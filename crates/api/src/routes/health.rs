//! Liveness endpoint.

use axum::Json;
use serde::Serialize;

#[derive(Serialize)]
pub struct HealthResponse {
    pub status: &'static str,
    pub service: &'static str,
}

/// GET /health
pub async fn check() -> Json<HealthResponse> {
    Json(HealthResponse {
        status: "ok",
        service: "order-fulfillment",
    })
}
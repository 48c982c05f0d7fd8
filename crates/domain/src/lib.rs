//! Domain model for the order fulfillment pipeline.
//!
//! This crate holds the types every other layer agrees on:
//! - [`OrderStatus`] and its monotonic transition rules
//! - the typed order document ([`OrderDetails`], [`LineItem`], [`Shipping`], [`Money`])
//! - [`Customer`] records and [`OrderSubmission`] input validation
//! - the append-only audit trail ([`ProcessingLog`])
//! - the [`FulfillmentEvent`] carried over the broker

pub mod customer;
pub mod error;
pub mod event;
pub mod order;
pub mod processing_log;

pub use common::{CustomerId, OrderId};
pub use customer::{Customer, NewCustomer};
pub use error::DomainError;
pub use event::FulfillmentEvent;
pub use order::{
    LineItem, Money, Order, OrderDetails, OrderStatus, OrderSubmission, OrderWithCustomer,
    Shipping, ValidationError,
};
pub use processing_log::{NewProcessingLog, ProcessingLog, ProcessingStep, StepStatus};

################

Look through the listing above. Pick out each line with "static" and copy it.

    pub status: &'static str,
    pub service: &'static str,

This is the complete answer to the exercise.